### Try it
Report the number of lines in the data below that hold "const", without any other words.

Stored data entries
━━━━━━
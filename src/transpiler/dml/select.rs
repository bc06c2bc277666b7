//! SELECT-by-id SQL generation.

use crate::ast::Value;
use crate::error::WeaveResult;
use crate::schema::TableDefinition;
use crate::transpiler::{Parameters, SqlTranslator};

/// Every column of the row whose primary key equals `id`.
pub fn build_select_by_id(
    translator: &dyn SqlTranslator,
    table: &TableDefinition,
    id: impl Into<Value>,
) -> WeaveResult<(String, Parameters)> {
    let mut params = translator.new_parameters();
    let predicate = super::id_predicate(translator, table, &mut params, id.into())?;
    let columns: Vec<String> = table
        .fields()
        .iter()
        .map(|f| translator.column_ref(table.name(), &f.name))
        .collect();
    let sql = format!(
        "SELECT {} FROM {} WHERE {}",
        columns.join(", "),
        translator.selectable_table(table.name()),
        predicate
    );
    Ok((sql, params))
}
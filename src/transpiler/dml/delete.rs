//! DELETE SQL generation.

use crate::ast::Value;
use crate::error::WeaveResult;
use crate::schema::TableDefinition;
use crate::transpiler::{Parameters, SqlTranslator};

pub fn build_delete_by_id(
    translator: &dyn SqlTranslator,
    table: &TableDefinition,
    id: impl Into<Value>,
) -> WeaveResult<(String, Parameters)> {
    let mut params = translator.new_parameters();
    let predicate = super::id_predicate(translator, table, &mut params, id.into())?;
    let sql = format!(
        "DELETE FROM {} WHERE {}",
        translator.table_name(table.name()),
        predicate
    );
    Ok((sql, params))
}
use serde::{Deserialize, Serialize};

/// Binary operators of the predicate AST.
#[derive(Debug, Clone, Copy, PartialEq, Eq, Hash, Serialize, Deserialize)]
pub enum BinaryOp {
    /// Equal (=)
    Eq,
    /// Not equal (<>)
    Ne,
    /// Greater than (>)
    Gt,
    /// Greater than or equal (>=)
    Ge,
    /// Less than (<)
    Lt,
    /// Less than or equal (<=)
    Le,
    /// Logical AND
    And,
    /// Logical OR
    Or,
    /// Addition (+)
    Add,
    /// Subtraction (-)
    Sub,
    /// Multiplication (*)
    Mul,
    /// Division (/)
    Div,
    /// Modulo (%)
    Rem,
    /// String concatenation, rendered per dialect
    Concat,
}

impl BinaryOp {
    pub fn is_comparison(&self) -> bool {
        matches!(
            self,
            BinaryOp::Eq | BinaryOp::Ne | BinaryOp::Gt | BinaryOp::Ge | BinaryOp::Lt | BinaryOp::Le
        )
    }

    pub fn is_logical(&self) -> bool {
        matches!(self, BinaryOp::And | BinaryOp::Or)
    }

    /// The logical inverse of a comparison (`=` ↔ `<>`, `>` ↔ `<=`, ...).
    pub fn inverse(&self) -> Option<BinaryOp> {
        Some(match self {
            BinaryOp::Eq => BinaryOp::Ne,
            BinaryOp::Ne => BinaryOp::Eq,
            BinaryOp::Gt => BinaryOp::Le,
            BinaryOp::Le => BinaryOp::Gt,
            BinaryOp::Lt => BinaryOp::Ge,
            BinaryOp::Ge => BinaryOp::Lt,
            _ => return None,
        })
    }

    /// SQL symbol used by the default operator formats.
    pub fn sql_symbol(&self) -> &'static str {
        match self {
            BinaryOp::Eq => "=",
            BinaryOp::Ne => "<>",
            BinaryOp::Gt => ">",
            BinaryOp::Ge => ">=",
            BinaryOp::Lt => "<",
            BinaryOp::Le => "<=",
            BinaryOp::And => "AND",
            BinaryOp::Or => "OR",
            BinaryOp::Add => "+",
            BinaryOp::Sub => "-",
            BinaryOp::Mul => "*",
            BinaryOp::Div => "/",
            BinaryOp::Rem => "%",
            BinaryOp::Concat => "||",
        }
    }
}

impl std::fmt::Display for BinaryOp {
    fn fmt(&self, f: &mut std::fmt::Formatter<'_>) -> std::fmt::Result {
        write!(f, "{}", self.sql_symbol())
    }
}

/// Unary operators of the predicate AST.
#[derive(Debug, Clone, Copy, PartialEq, Eq, Hash, Serialize, Deserialize)]
pub enum UnaryOp {
    /// Logical negation
    Not,
    /// Arithmetic negation
    Neg,
}

/// Sort order direction.
#[derive(Debug, Clone, Copy, PartialEq, Eq, Serialize, Deserialize)]
pub enum SortOrder {
    Asc,
    Desc,
}

/// Join kind.
#[derive(Debug, Clone, Copy, PartialEq, Eq, Serialize, Deserialize)]
pub enum JoinKind {
    Inner,
    Left,
    Right,
}

impl JoinKind {
    pub fn keyword(&self) -> &'static str {
        match self {
            JoinKind::Inner => "INNER JOIN",
            JoinKind::Left => "LEFT JOIN",
            JoinKind::Right => "RIGHT JOIN",
        }
    }
}

/// SQL-intrinsic operations recognized by the partial evaluator.
///
/// A call matches only when it is declared on the [`Intrinsic::MARKER`] type;
/// calls with the same name on any other declaring type are host calls.
#[derive(Debug, Clone, Copy, PartialEq, Eq, Hash, Serialize, Deserialize)]
pub enum Intrinsic {
    Min,
    Max,
    Sum,
    Average,
    Count,
    As,
    Between,
    In,
    Like,
    TrimSql,
    Length,
    Upper,
    Lower,
    IsNull,
    Cast,
}

impl Intrinsic {
    /// Declaring marker type of every intrinsic call.
    pub const MARKER: &'static str = "Sql";

    const TABLE: [(&'static str, Intrinsic); 15] = [
        ("Min", Intrinsic::Min),
        ("Max", Intrinsic::Max),
        ("Sum", Intrinsic::Sum),
        ("Average", Intrinsic::Average),
        ("Count", Intrinsic::Count),
        ("As", Intrinsic::As),
        ("Between", Intrinsic::Between),
        ("In", Intrinsic::In),
        ("Like", Intrinsic::Like),
        ("TrimSql", Intrinsic::TrimSql),
        ("Length", Intrinsic::Length),
        ("Upper", Intrinsic::Upper),
        ("Lower", Intrinsic::Lower),
        ("IsNull", Intrinsic::IsNull),
        ("Cast", Intrinsic::Cast),
    ];

    /// Look up `(declaring, name)` in the dispatch table.
    pub fn resolve(declaring: &str, name: &str) -> Option<Intrinsic> {
        if declaring != Self::MARKER {
            return None;
        }
        Self::TABLE.iter().find(|(n, _)| *n == name).map(|(_, i)| *i)
    }

    pub fn name(&self) -> &'static str {
        Self::TABLE
            .iter()
            .find(|(_, i)| i == self)
            .map(|(n, _)| *n)
            .unwrap_or("?")
    }
}

#[cfg(test)]
mod tests {
    use super::*;

    #[test]
    fn test_inverse_is_involution() {
        for op in [BinaryOp::Eq, BinaryOp::Ne, BinaryOp::Gt, BinaryOp::Ge, BinaryOp::Lt, BinaryOp::Le] {
            assert_eq!(op.inverse().and_then(|i| i.inverse()), Some(op));
        }
        assert_eq!(BinaryOp::And.inverse(), None);
    }

    #[test]
    fn test_intrinsic_requires_marker() {
        assert_eq!(Intrinsic::resolve("Sql", "Between"), Some(Intrinsic::Between));
        assert_eq!(Intrinsic::resolve("String", "Length"), None);
        assert_eq!(Intrinsic::resolve("Sql", "Reverse"), None);
        assert_eq!(Intrinsic::IsNull.name(), "IsNull");
    }
}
━━━━━━
### Answer for this exercise
2